> **Provided information**
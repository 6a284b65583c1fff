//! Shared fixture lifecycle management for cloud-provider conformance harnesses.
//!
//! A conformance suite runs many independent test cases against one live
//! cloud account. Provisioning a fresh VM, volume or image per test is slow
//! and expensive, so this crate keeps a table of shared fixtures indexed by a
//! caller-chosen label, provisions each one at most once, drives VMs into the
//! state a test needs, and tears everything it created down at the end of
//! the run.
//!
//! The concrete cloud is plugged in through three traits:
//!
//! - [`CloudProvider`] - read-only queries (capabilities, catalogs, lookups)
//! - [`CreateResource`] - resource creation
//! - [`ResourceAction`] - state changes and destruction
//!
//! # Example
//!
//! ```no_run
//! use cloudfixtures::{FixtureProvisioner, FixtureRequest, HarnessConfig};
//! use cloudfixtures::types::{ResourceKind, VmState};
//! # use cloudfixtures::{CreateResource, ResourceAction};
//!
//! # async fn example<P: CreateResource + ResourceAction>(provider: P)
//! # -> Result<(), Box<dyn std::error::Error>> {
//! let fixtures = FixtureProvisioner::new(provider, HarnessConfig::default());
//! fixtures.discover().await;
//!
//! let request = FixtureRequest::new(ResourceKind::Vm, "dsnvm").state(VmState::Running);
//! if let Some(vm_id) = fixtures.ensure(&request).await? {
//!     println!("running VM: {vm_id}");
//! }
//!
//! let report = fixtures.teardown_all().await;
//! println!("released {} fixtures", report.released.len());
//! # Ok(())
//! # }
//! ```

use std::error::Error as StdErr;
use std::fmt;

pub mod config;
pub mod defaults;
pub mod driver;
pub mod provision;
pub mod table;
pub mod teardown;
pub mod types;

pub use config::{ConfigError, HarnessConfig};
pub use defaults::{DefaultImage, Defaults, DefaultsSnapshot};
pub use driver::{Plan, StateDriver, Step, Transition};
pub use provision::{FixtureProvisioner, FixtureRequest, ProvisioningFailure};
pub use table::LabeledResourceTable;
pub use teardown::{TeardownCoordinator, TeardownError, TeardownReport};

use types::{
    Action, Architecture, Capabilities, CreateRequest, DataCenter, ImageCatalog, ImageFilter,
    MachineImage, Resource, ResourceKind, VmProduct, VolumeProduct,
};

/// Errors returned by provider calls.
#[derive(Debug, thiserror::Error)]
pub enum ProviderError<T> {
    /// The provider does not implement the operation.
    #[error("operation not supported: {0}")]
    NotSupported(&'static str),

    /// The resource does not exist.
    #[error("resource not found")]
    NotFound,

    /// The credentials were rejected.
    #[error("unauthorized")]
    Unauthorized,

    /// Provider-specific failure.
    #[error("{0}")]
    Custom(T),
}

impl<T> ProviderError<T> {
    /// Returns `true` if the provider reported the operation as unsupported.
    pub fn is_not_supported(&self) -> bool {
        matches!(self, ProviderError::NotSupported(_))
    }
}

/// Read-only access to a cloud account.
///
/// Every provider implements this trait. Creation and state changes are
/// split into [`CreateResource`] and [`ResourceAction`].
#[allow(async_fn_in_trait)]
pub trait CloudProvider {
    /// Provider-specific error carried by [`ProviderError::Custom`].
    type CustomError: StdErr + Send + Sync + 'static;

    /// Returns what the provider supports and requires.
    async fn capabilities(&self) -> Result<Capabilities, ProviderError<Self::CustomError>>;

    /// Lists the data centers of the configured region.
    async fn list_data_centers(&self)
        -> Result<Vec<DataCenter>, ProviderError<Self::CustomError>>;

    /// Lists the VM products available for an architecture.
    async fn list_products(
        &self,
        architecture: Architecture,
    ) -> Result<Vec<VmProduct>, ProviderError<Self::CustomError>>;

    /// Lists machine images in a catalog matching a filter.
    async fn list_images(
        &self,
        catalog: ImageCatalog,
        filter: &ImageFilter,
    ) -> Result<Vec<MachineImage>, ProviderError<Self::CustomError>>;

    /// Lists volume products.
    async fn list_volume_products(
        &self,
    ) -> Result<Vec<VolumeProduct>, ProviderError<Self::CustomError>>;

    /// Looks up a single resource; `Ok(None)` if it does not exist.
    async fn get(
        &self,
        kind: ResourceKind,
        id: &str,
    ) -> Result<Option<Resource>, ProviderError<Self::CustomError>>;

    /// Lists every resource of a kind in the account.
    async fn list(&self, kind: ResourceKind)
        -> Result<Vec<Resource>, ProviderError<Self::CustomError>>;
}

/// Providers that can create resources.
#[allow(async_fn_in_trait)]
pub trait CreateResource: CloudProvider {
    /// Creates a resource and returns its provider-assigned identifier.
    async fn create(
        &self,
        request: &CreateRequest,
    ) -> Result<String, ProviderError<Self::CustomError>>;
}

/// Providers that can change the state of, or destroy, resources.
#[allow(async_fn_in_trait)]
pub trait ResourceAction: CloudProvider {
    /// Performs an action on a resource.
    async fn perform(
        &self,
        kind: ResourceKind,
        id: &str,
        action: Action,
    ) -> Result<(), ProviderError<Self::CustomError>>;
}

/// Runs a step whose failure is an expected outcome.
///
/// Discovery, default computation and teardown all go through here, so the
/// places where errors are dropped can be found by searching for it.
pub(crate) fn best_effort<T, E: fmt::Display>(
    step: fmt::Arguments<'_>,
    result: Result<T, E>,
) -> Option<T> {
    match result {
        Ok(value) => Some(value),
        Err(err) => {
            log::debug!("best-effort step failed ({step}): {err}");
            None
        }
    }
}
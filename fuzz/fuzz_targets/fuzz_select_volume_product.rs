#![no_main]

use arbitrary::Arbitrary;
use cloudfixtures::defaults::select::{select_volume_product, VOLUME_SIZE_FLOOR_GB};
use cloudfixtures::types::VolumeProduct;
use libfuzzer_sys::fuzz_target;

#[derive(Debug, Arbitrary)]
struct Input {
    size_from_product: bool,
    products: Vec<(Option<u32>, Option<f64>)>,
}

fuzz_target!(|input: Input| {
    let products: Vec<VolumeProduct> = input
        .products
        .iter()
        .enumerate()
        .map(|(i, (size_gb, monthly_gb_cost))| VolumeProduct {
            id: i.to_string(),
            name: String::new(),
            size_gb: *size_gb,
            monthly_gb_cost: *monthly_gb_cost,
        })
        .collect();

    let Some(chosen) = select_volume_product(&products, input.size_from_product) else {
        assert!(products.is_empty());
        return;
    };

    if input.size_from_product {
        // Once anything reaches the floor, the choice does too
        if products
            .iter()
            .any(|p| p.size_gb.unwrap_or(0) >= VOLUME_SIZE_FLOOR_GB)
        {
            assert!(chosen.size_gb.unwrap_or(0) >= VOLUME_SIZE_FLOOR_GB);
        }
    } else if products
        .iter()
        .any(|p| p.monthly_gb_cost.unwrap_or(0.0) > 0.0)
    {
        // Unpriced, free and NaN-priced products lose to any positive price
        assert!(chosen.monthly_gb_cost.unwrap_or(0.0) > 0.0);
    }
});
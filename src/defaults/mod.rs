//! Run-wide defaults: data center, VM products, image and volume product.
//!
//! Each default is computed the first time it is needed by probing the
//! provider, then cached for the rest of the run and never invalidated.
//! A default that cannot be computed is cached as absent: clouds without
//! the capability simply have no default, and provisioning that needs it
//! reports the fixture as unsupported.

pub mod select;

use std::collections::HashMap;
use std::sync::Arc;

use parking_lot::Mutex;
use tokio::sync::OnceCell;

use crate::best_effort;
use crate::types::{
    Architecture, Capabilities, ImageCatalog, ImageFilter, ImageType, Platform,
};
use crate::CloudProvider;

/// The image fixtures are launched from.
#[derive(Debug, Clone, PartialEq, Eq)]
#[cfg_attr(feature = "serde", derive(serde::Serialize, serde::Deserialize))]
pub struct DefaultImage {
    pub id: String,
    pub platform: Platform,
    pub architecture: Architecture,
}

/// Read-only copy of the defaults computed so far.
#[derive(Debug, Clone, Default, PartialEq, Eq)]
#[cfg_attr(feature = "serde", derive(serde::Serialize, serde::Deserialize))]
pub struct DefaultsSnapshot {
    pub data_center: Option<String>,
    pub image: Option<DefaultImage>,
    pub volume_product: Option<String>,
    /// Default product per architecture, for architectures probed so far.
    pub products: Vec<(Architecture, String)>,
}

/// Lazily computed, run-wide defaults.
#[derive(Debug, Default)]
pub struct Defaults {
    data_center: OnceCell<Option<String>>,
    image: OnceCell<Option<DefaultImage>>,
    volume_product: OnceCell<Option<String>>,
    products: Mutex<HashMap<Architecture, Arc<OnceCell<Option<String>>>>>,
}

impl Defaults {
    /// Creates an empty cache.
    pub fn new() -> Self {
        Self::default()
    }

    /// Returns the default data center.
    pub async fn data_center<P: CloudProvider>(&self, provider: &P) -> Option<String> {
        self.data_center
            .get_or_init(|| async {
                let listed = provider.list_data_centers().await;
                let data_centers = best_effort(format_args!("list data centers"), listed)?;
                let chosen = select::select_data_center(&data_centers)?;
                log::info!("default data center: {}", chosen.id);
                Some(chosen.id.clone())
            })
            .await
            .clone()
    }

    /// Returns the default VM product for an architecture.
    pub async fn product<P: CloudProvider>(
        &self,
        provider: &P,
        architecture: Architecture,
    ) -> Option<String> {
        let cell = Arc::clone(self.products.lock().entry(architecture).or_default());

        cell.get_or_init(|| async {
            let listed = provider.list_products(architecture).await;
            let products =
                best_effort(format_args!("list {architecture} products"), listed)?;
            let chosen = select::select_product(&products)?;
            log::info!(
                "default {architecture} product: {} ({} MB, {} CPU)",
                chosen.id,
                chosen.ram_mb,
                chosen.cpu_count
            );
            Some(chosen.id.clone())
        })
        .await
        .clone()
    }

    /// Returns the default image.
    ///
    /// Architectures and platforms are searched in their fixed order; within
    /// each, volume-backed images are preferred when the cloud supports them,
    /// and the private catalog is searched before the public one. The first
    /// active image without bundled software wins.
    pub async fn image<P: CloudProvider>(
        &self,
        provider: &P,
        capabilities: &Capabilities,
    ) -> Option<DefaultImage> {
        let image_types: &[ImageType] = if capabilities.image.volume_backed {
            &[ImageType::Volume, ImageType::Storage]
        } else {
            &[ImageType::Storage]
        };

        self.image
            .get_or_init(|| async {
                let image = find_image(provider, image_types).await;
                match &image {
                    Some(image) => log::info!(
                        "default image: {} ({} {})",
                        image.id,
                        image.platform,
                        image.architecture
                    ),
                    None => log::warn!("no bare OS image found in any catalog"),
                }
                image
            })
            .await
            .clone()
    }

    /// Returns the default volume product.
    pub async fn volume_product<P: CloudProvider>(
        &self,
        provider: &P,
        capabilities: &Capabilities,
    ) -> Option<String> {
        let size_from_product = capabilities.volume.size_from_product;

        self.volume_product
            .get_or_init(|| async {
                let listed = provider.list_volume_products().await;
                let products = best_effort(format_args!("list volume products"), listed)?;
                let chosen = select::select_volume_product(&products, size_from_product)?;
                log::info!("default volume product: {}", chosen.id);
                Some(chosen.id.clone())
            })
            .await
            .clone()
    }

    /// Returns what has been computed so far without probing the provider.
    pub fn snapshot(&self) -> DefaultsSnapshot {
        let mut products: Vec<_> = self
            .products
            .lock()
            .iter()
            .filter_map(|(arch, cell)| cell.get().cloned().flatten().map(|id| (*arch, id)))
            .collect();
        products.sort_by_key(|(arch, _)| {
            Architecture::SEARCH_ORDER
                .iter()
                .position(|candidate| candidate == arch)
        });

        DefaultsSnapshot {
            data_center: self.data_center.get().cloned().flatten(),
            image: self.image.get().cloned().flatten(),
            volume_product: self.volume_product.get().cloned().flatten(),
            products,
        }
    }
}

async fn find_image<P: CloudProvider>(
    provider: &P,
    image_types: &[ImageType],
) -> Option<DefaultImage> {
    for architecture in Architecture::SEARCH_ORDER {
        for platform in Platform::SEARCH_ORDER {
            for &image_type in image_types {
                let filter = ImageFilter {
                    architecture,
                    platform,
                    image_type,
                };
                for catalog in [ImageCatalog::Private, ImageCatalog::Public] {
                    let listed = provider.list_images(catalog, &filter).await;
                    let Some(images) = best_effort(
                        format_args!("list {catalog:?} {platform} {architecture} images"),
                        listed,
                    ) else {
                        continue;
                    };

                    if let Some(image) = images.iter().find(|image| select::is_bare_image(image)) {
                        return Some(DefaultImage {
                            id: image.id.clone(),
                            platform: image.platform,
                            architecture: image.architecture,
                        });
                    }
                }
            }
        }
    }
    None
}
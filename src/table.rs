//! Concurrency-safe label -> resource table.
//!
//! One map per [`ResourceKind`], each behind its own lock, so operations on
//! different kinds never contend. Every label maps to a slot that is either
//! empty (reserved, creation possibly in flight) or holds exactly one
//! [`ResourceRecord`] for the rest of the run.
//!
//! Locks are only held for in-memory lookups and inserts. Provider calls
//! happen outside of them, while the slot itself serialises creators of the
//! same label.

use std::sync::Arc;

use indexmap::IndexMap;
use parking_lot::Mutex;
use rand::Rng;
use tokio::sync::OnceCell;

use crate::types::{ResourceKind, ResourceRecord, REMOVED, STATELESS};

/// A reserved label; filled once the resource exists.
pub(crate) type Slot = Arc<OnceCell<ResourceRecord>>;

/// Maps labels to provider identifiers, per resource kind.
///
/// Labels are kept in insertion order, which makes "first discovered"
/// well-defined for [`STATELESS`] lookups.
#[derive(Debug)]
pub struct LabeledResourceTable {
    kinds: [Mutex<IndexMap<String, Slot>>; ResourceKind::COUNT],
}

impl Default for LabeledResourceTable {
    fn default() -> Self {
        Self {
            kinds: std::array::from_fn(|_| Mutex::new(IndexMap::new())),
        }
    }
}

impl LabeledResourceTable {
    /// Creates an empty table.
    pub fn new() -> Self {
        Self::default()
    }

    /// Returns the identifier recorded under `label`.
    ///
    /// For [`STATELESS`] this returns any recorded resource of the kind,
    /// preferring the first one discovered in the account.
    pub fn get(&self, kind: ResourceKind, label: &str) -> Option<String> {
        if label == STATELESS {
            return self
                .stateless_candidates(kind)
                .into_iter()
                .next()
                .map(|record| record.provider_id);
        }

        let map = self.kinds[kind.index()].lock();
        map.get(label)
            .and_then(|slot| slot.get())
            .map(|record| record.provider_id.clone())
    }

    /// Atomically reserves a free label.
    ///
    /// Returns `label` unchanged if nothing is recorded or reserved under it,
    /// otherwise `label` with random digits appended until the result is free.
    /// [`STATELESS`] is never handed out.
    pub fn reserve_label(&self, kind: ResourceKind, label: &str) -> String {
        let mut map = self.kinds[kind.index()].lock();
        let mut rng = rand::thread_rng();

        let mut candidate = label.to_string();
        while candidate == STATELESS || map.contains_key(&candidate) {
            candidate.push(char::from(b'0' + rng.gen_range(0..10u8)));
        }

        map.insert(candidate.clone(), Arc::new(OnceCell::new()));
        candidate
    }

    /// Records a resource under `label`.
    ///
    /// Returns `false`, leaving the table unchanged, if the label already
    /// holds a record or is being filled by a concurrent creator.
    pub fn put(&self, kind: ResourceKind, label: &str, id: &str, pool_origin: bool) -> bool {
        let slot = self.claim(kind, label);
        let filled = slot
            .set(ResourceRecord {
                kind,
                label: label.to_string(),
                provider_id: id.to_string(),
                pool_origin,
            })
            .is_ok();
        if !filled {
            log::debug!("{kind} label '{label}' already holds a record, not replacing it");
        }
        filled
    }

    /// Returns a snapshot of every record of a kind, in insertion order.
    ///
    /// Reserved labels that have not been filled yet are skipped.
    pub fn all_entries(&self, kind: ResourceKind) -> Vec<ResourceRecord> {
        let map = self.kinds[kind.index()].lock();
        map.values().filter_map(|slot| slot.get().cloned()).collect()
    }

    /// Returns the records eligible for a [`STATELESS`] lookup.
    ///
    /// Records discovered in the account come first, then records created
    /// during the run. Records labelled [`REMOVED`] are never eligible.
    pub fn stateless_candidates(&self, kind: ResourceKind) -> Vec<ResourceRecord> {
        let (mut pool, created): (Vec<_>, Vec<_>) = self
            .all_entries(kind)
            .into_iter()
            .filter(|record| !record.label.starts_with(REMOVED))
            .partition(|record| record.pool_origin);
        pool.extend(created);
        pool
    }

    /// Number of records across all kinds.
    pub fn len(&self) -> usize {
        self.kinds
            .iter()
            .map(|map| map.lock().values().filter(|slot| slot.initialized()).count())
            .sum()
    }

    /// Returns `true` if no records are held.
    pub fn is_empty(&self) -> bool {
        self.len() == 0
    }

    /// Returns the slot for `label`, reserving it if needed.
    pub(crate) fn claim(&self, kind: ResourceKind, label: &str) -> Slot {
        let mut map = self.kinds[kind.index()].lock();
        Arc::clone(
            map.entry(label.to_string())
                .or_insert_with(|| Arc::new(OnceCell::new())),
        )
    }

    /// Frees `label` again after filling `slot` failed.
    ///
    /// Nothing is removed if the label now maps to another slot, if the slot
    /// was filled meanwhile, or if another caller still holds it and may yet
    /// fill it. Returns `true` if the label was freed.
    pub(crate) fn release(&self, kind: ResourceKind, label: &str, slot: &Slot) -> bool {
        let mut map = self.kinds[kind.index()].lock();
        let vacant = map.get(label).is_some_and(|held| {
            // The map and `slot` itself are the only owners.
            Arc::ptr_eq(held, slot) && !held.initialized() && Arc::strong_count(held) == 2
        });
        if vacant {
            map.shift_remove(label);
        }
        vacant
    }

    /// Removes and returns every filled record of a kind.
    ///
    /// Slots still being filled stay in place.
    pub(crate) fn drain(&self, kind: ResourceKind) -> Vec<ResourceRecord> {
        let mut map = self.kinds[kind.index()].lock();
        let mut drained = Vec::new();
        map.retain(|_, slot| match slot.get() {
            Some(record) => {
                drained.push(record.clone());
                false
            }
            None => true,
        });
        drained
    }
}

> **Problem details**
Check every line of the listing for the string "DefaultImage" and report how many lines have it, as a number alone.

> **Answer to this exercise**
7